# DATA TO EXAMINE
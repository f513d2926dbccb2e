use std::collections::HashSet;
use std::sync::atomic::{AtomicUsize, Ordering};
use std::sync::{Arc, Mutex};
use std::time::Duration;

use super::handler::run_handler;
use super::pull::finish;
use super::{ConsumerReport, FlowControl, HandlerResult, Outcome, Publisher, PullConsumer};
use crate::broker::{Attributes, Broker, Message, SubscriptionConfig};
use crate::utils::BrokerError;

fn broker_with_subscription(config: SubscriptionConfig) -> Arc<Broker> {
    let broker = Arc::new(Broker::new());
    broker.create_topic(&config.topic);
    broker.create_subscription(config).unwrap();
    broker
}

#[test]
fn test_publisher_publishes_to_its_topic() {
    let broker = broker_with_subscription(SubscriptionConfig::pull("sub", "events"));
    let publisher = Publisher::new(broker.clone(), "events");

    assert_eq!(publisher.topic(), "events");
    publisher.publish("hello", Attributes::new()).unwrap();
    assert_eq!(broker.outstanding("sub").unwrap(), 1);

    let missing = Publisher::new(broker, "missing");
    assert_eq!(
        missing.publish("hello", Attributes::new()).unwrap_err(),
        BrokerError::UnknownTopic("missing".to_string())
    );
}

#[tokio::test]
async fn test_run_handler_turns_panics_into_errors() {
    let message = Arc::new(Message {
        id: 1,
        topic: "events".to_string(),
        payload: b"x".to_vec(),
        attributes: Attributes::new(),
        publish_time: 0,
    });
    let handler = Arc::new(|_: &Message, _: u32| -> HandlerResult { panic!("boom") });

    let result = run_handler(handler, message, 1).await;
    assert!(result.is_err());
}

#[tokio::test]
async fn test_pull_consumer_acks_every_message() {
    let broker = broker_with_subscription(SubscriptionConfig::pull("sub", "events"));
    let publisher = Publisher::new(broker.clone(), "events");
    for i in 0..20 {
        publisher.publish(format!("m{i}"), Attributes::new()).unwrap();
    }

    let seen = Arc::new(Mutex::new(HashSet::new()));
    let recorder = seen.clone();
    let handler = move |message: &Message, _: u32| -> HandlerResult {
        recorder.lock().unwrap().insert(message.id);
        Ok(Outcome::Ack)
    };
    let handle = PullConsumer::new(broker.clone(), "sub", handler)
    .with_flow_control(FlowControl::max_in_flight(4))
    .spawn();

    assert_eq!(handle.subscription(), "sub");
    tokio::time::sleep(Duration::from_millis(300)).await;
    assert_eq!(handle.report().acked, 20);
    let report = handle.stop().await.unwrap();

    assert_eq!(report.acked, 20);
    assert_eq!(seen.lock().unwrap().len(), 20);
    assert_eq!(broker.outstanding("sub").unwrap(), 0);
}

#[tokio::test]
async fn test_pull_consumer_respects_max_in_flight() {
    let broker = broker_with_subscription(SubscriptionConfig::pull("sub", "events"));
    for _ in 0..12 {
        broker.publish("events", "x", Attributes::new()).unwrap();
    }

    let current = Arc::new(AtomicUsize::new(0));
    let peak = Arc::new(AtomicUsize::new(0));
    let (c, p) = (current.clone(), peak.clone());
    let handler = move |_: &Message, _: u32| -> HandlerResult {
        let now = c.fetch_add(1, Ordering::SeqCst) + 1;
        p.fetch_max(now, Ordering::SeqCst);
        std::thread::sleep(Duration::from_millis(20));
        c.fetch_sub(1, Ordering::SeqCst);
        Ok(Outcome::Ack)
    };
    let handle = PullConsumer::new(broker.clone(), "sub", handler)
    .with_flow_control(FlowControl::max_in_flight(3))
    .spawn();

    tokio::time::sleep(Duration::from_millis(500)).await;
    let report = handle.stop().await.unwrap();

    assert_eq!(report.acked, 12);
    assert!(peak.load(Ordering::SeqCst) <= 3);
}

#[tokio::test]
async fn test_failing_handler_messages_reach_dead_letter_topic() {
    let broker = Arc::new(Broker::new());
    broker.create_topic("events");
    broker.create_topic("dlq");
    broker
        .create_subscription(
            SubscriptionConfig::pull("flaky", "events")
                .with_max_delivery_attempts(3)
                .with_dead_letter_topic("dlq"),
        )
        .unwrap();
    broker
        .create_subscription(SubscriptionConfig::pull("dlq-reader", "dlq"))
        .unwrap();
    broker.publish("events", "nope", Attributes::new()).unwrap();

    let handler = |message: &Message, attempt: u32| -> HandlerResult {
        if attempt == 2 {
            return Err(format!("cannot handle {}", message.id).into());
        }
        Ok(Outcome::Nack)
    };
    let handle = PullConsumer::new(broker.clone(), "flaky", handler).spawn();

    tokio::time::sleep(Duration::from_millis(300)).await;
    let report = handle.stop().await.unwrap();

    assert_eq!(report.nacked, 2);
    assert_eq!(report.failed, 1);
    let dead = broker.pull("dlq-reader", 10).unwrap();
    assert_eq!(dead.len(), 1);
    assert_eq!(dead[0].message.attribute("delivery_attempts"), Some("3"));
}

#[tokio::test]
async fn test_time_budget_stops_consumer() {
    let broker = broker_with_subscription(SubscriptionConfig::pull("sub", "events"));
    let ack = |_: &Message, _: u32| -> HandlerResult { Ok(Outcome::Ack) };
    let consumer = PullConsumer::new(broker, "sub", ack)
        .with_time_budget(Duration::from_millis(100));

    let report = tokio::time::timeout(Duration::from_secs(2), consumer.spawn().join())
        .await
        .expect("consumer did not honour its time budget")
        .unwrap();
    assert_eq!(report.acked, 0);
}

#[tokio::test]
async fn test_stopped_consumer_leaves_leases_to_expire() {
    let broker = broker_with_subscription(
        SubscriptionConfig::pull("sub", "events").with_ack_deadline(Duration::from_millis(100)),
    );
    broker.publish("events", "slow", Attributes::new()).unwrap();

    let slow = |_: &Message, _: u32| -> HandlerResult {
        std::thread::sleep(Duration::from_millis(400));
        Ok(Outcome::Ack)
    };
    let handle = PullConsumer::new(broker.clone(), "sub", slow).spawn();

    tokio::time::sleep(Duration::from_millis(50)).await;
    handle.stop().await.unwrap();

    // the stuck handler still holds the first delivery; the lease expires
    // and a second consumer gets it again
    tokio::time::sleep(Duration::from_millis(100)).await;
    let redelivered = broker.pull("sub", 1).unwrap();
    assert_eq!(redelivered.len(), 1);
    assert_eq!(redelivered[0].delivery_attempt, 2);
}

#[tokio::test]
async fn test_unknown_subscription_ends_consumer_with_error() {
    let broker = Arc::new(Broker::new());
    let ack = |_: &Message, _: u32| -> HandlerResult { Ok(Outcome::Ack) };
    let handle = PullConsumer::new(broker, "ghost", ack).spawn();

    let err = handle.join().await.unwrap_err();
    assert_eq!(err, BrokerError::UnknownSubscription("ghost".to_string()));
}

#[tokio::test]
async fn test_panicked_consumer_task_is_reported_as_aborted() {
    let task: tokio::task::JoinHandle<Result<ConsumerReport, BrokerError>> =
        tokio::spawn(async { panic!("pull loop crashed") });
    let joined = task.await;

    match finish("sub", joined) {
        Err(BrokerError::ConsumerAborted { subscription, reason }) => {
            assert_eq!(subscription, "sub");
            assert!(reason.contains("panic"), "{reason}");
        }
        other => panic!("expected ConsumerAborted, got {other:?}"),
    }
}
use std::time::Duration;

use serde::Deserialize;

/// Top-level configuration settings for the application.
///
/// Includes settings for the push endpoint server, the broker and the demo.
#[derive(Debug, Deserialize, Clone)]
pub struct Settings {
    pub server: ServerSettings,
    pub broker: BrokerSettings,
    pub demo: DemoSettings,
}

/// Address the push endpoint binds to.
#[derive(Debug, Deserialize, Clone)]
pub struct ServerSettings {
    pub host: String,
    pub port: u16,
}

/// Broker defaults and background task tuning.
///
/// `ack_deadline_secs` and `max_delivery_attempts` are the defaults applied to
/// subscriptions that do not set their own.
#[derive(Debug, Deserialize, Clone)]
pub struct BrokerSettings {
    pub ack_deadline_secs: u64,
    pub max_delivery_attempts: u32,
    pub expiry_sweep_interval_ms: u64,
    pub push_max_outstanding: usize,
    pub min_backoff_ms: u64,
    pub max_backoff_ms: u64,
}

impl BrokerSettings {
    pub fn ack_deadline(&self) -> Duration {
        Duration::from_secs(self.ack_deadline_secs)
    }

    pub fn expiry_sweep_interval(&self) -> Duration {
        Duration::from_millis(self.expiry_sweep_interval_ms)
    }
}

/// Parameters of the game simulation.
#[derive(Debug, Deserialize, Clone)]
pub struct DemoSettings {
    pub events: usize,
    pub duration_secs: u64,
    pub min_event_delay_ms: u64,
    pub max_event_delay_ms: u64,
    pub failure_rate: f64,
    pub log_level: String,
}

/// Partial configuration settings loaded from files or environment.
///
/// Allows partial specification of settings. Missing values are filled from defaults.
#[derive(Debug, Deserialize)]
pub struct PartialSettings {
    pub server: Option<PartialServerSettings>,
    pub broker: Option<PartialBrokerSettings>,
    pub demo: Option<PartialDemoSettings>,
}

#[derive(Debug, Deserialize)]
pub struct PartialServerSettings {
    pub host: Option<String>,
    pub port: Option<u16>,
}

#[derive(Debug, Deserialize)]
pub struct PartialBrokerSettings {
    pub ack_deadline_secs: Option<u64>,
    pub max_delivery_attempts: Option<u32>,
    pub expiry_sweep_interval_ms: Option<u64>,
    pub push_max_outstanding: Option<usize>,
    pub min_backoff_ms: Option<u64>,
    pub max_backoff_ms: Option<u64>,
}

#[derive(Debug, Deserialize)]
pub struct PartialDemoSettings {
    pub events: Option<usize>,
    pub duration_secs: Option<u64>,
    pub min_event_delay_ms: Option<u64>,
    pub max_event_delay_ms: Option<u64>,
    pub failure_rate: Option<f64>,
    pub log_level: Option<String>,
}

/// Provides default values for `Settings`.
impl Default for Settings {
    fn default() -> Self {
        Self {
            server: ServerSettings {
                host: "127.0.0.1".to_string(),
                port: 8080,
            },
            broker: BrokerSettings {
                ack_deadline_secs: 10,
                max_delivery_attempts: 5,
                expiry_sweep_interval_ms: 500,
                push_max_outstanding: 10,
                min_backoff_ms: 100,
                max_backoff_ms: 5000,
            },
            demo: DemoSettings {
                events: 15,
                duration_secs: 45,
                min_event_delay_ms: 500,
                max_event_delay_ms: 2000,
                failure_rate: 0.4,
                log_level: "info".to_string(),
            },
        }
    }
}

# TASK DESCRIPTION
Single out each line of the records above with the string "spawn" in it, and copy it.

# RESPONSE
    .spawn();
    .spawn();
    let handle = PullConsumer::new(broker.clone(), "flaky", handler).spawn();
    let report = tokio::time::timeout(Duration::from_secs(2), consumer.spawn().join())
    let handle = PullConsumer::new(broker.clone(), "sub", slow).spawn();
    let handle = PullConsumer::new(broker, "ghost", ack).spawn();
        tokio::spawn(async { panic!("pull loop crashed") });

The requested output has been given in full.